__Requirement__. Your answer should contain each record from the listing, repeated exactly.

__Information provided__.
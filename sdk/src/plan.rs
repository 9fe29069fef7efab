//! Plan codes and the static pricing table
//!
//! Prices and referral payouts are protocol constants expressed in whole
//! naira (the primary currency's minor unit carries no fractional part).
//! The table is total over [`PlanCode`] by exhaustive `match`, so every
//! recognized plan has exactly one entry and an unpriced plan is
//! unrepresentable after validation.

/// A subscription tier purchased by the buyer.
///
/// Wire values are the raw codes submitted by the client form:
/// `"7"`, `"14"`, and `"forever"`.
#[derive(Clone, Copy, Debug, PartialEq, Eq, Hash)]
pub enum PlanCode {
    /// 7-day access ("7")
    Short,
    /// 14-day access ("14")
    Medium,
    /// Lifetime access ("forever")
    Unlimited,
}

/// Base price and referral payout for one plan, in naira.
#[derive(Clone, Copy, Debug, PartialEq, Eq)]
pub struct PlanPricing {
    /// What the buyer pays
    pub base_price_minor: u64,
    /// What the promo owner earns when their id is used
    pub referral_payout_minor: u64,
}

impl PlanCode {
    /// All recognized plan codes.
    pub const ALL: [Self; 3] = [Self::Short, Self::Medium, Self::Unlimited];

    /// Parse a wire plan code.
    ///
    /// # Examples
    /// ```
    /// use payrelay_sdk::plan::PlanCode;
    ///
    /// assert_eq!(PlanCode::from_wire("7"), Some(PlanCode::Short));
    /// assert_eq!(PlanCode::from_wire("forever"), Some(PlanCode::Unlimited));
    /// assert_eq!(PlanCode::from_wire("30"), None);
    /// ```
    #[must_use]
    pub fn from_wire(code: &str) -> Option<Self> {
        match code {
            "7" => Some(Self::Short),
            "14" => Some(Self::Medium),
            "forever" => Some(Self::Unlimited),
            _ => None,
        }
    }

    /// The raw code as submitted by the client form.
    #[must_use]
    pub const fn wire(self) -> &'static str {
        match self {
            Self::Short => "7",
            Self::Medium => "14",
            Self::Unlimited => "forever",
        }
    }

    /// Human-readable label used in every notification body.
    #[must_use]
    pub const fn label(self) -> &'static str {
        match self {
            Self::Short => "7 days plan",
            Self::Medium => "14 days plan",
            Self::Unlimited => "Forever plan",
        }
    }

    /// Price and referral payout for this plan.
    #[must_use]
    pub const fn pricing(self) -> PlanPricing {
        match self {
            Self::Short => PlanPricing {
                base_price_minor: 3_500,
                referral_payout_minor: 1_000,
            },
            Self::Medium => PlanPricing {
                base_price_minor: 7_000,
                referral_payout_minor: 2_000,
            },
            Self::Unlimited => PlanPricing {
                base_price_minor: 20_000,
                referral_payout_minor: 5_000,
            },
        }
    }
}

__Exercise answer__.
filename sdk/src/plan.rs
repository 9fe29069fef7efab
//! Plan codes and the static pricing table
//!
//! Prices and referral payouts are protocol constants expressed in whole
//! naira (the primary currency's minor unit carries no fractional part).
//! The table is total over [`PlanCode`] by exhaustive `match`, so every
//! recognized plan has exactly one entry and an unpriced plan is
//! unrepresentable after validation.

/// A subscription tier purchased by the buyer.
///
/// Wire values are the raw codes submitted by the client form:
/// `"7"`, `"14"`, and `"forever"`.
#[derive(Clone, Copy, Debug, PartialEq, Eq, Hash)]
pub enum PlanCode {
    /// 7-day access ("7")
    Short,
    /// 14-day access ("14")
    Medium,
    /// Lifetime access ("forever")
    Unlimited,
}

/// Base price and referral payout for one plan, in naira.
#[derive(Clone, Copy, Debug, PartialEq, Eq)]
pub struct PlanPricing {
    /// What the buyer pays
    pub base_price_minor: u64,
    /// What the promo owner earns when their id is used
    pub referral_payout_minor: u64,
}

impl PlanCode {
    /// All recognized plan codes.
    pub const ALL: [Self; 3] = [Self::Short, Self::Medium, Self::Unlimited];

    /// Parse a wire plan code.
    ///
    /// # Examples
    /// ```
    /// use payrelay_sdk::plan::PlanCode;
    ///
    /// assert_eq!(PlanCode::from_wire("7"), Some(PlanCode::Short));
    /// assert_eq!(PlanCode::from_wire("forever"), Some(PlanCode::Unlimited));
    /// assert_eq!(PlanCode::from_wire("30"), None);
    /// ```
    #[must_use]
    pub fn from_wire(code: &str) -> Option<Self> {
        match code {
            "7" => Some(Self::Short),
            "14" => Some(Self::Medium),
            "forever" => Some(Self::Unlimited),
            _ => None,
        }
    }

    /// The raw code as submitted by the client form.
    #[must_use]
    pub const fn wire(self) -> &'static str {
        match self {
            Self::Short => "7",
            Self::Medium => "14",
            Self::Unlimited => "forever",
        }
    }

    /// Human-readable label used in every notification body.
    #[must_use]
    pub const fn label(self) -> &'static str {
        match self {
            Self::Short => "7 days plan",
            Self::Medium => "14 days plan",
            Self::Unlimited => "Forever plan",
        }
    }

    /// Price and referral payout for this plan.
    #[must_use]
    pub const fn pricing(self) -> PlanPricing {
        match self {
            Self::Short => PlanPricing {
                base_price_minor: 3_500,
                referral_payout_minor: 1_000,
            },
            Self::Medium => PlanPricing {
                base_price_minor: 7_000,
                referral_payout_minor: 2_000,
            },
            Self::Unlimited => PlanPricing {
                base_price_minor: 20_000,
                referral_payout_minor: 5_000,
            },
        }
    }
}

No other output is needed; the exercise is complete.